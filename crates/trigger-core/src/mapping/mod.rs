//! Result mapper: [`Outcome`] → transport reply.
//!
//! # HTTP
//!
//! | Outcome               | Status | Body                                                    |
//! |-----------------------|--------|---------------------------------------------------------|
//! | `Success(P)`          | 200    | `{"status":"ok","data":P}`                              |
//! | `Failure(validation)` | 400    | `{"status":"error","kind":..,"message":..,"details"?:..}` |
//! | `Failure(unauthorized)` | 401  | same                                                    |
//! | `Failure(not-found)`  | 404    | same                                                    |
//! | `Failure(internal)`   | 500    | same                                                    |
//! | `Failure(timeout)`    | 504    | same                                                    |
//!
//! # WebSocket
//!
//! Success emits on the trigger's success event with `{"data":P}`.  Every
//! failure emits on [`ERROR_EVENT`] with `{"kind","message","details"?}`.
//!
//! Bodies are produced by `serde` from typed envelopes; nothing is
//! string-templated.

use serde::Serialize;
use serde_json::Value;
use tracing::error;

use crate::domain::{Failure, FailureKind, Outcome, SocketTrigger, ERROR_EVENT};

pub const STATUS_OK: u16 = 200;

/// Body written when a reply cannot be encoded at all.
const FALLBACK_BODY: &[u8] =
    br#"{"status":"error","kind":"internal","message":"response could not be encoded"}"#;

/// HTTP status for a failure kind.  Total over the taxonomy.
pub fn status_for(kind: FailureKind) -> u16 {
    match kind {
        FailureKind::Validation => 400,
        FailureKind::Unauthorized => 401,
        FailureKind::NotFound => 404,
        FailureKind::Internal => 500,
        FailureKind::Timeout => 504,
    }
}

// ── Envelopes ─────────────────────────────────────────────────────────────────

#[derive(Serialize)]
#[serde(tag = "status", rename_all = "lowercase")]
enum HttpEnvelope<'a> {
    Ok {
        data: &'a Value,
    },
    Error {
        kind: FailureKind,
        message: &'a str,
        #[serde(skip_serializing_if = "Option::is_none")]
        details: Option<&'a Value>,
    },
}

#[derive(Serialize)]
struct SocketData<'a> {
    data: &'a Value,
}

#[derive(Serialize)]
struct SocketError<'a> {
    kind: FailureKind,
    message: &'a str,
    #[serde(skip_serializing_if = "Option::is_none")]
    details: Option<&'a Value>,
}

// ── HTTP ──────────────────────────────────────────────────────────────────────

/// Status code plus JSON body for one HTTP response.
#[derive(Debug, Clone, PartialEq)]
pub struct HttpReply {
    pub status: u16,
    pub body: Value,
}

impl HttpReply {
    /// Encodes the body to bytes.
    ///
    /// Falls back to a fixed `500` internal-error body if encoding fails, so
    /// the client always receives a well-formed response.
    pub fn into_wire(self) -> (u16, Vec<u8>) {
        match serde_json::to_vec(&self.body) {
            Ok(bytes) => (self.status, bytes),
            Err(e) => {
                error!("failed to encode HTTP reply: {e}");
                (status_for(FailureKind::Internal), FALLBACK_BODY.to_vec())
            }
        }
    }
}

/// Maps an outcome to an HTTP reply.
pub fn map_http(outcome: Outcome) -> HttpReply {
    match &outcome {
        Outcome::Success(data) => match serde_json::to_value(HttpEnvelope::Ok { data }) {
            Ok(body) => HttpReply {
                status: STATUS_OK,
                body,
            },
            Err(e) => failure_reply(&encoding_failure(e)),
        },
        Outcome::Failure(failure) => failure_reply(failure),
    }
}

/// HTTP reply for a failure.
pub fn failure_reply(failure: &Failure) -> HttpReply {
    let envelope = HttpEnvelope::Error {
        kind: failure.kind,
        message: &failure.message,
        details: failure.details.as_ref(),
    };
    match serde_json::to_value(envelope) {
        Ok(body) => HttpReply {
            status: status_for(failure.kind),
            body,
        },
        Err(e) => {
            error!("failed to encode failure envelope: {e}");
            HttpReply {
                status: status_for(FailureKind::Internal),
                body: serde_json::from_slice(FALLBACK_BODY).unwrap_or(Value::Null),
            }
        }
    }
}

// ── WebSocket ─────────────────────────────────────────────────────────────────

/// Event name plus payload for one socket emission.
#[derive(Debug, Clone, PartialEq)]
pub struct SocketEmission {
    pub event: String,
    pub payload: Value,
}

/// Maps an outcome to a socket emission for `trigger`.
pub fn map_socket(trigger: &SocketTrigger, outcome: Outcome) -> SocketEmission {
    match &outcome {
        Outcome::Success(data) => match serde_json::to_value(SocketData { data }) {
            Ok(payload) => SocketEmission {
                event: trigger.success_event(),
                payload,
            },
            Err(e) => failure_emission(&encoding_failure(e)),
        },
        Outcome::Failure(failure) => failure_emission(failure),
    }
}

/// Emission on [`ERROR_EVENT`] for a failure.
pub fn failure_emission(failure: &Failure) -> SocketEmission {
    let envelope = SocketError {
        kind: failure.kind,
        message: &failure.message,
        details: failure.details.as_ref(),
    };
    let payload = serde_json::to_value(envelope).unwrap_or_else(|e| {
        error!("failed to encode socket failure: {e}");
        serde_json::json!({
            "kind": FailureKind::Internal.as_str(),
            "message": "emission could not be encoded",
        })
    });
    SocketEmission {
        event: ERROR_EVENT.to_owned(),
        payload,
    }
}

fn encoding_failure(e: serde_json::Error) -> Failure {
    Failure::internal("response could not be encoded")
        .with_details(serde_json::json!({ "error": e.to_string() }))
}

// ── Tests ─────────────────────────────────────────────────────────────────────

--- --- ---

(HOW TO COMPLETE THIS TASK): When you answer, return each line of the material exactly as it was written.

(EXERCISE RESPONSE):
filename crates/trigger-core/src/mapping/mod.rs
//! Result mapper: [`Outcome`] → transport reply.
//!
//! # HTTP
//!
//! | Outcome               | Status | Body                                                    |
//! |-----------------------|--------|---------------------------------------------------------|
//! | `Success(P)`          | 200    | `{"status":"ok","data":P}`                              |
//! | `Failure(validation)` | 400    | `{"status":"error","kind":..,"message":..,"details"?:..}` |
//! | `Failure(unauthorized)` | 401  | same                                                    |
//! | `Failure(not-found)`  | 404    | same                                                    |
//! | `Failure(internal)`   | 500    | same                                                    |
//! | `Failure(timeout)`    | 504    | same                                                    |
//!
//! # WebSocket
//!
//! Success emits on the trigger's success event with `{"data":P}`.  Every
//! failure emits on [`ERROR_EVENT`] with `{"kind","message","details"?}`.
//!
//! Bodies are produced by `serde` from typed envelopes; nothing is
//! string-templated.

use serde::Serialize;
use serde_json::Value;
use tracing::error;

use crate::domain::{Failure, FailureKind, Outcome, SocketTrigger, ERROR_EVENT};

pub const STATUS_OK: u16 = 200;

/// Body written when a reply cannot be encoded at all.
const FALLBACK_BODY: &[u8] =
    br#"{"status":"error","kind":"internal","message":"response could not be encoded"}"#;

/// HTTP status for a failure kind.  Total over the taxonomy.
pub fn status_for(kind: FailureKind) -> u16 {
    match kind {
        FailureKind::Validation => 400,
        FailureKind::Unauthorized => 401,
        FailureKind::NotFound => 404,
        FailureKind::Internal => 500,
        FailureKind::Timeout => 504,
    }
}

// ── Envelopes ─────────────────────────────────────────────────────────────────

#[derive(Serialize)]
#[serde(tag = "status", rename_all = "lowercase")]
enum HttpEnvelope<'a> {
    Ok {
        data: &'a Value,
    },
    Error {
        kind: FailureKind,
        message: &'a str,
        #[serde(skip_serializing_if = "Option::is_none")]
        details: Option<&'a Value>,
    },
}

#[derive(Serialize)]
struct SocketData<'a> {
    data: &'a Value,
}

#[derive(Serialize)]
struct SocketError<'a> {
    kind: FailureKind,
    message: &'a str,
    #[serde(skip_serializing_if = "Option::is_none")]
    details: Option<&'a Value>,
}

// ── HTTP ──────────────────────────────────────────────────────────────────────

/// Status code plus JSON body for one HTTP response.
#[derive(Debug, Clone, PartialEq)]
pub struct HttpReply {
    pub status: u16,
    pub body: Value,
}

impl HttpReply {
    /// Encodes the body to bytes.
    ///
    /// Falls back to a fixed `500` internal-error body if encoding fails, so
    /// the client always receives a well-formed response.
    pub fn into_wire(self) -> (u16, Vec<u8>) {
        match serde_json::to_vec(&self.body) {
            Ok(bytes) => (self.status, bytes),
            Err(e) => {
                error!("failed to encode HTTP reply: {e}");
                (status_for(FailureKind::Internal), FALLBACK_BODY.to_vec())
            }
        }
    }
}

/// Maps an outcome to an HTTP reply.
pub fn map_http(outcome: Outcome) -> HttpReply {
    match &outcome {
        Outcome::Success(data) => match serde_json::to_value(HttpEnvelope::Ok { data }) {
            Ok(body) => HttpReply {
                status: STATUS_OK,
                body,
            },
            Err(e) => failure_reply(&encoding_failure(e)),
        },
        Outcome::Failure(failure) => failure_reply(failure),
    }
}

/// HTTP reply for a failure.
pub fn failure_reply(failure: &Failure) -> HttpReply {
    let envelope = HttpEnvelope::Error {
        kind: failure.kind,
        message: &failure.message,
        details: failure.details.as_ref(),
    };
    match serde_json::to_value(envelope) {
        Ok(body) => HttpReply {
            status: status_for(failure.kind),
            body,
        },
        Err(e) => {
            error!("failed to encode failure envelope: {e}");
            HttpReply {
                status: status_for(FailureKind::Internal),
                body: serde_json::from_slice(FALLBACK_BODY).unwrap_or(Value::Null),
            }
        }
    }
}

// ── WebSocket ─────────────────────────────────────────────────────────────────

/// Event name plus payload for one socket emission.
#[derive(Debug, Clone, PartialEq)]
pub struct SocketEmission {
    pub event: String,
    pub payload: Value,
}

/// Maps an outcome to a socket emission for `trigger`.
pub fn map_socket(trigger: &SocketTrigger, outcome: Outcome) -> SocketEmission {
    match &outcome {
        Outcome::Success(data) => match serde_json::to_value(SocketData { data }) {
            Ok(payload) => SocketEmission {
                event: trigger.success_event(),
                payload,
            },
            Err(e) => failure_emission(&encoding_failure(e)),
        },
        Outcome::Failure(failure) => failure_emission(failure),
    }
}

/// Emission on [`ERROR_EVENT`] for a failure.
pub fn failure_emission(failure: &Failure) -> SocketEmission {
    let envelope = SocketError {
        kind: failure.kind,
        message: &failure.message,
        details: failure.details.as_ref(),
    };
    let payload = serde_json::to_value(envelope).unwrap_or_else(|e| {
        error!("failed to encode socket failure: {e}");
        serde_json::json!({
            "kind": FailureKind::Internal.as_str(),
            "message": "emission could not be encoded",
        })
    });
    SocketEmission {
        event: ERROR_EVENT.to_owned(),
        payload,
    }
}

fn encoding_failure(e: serde_json::Error) -> Failure {
    Failure::internal("response could not be encoded")
        .with_details(serde_json::json!({ "error": e.to_string() }))
}

// ── Tests ─────────────────────────────────────────────────────────────────────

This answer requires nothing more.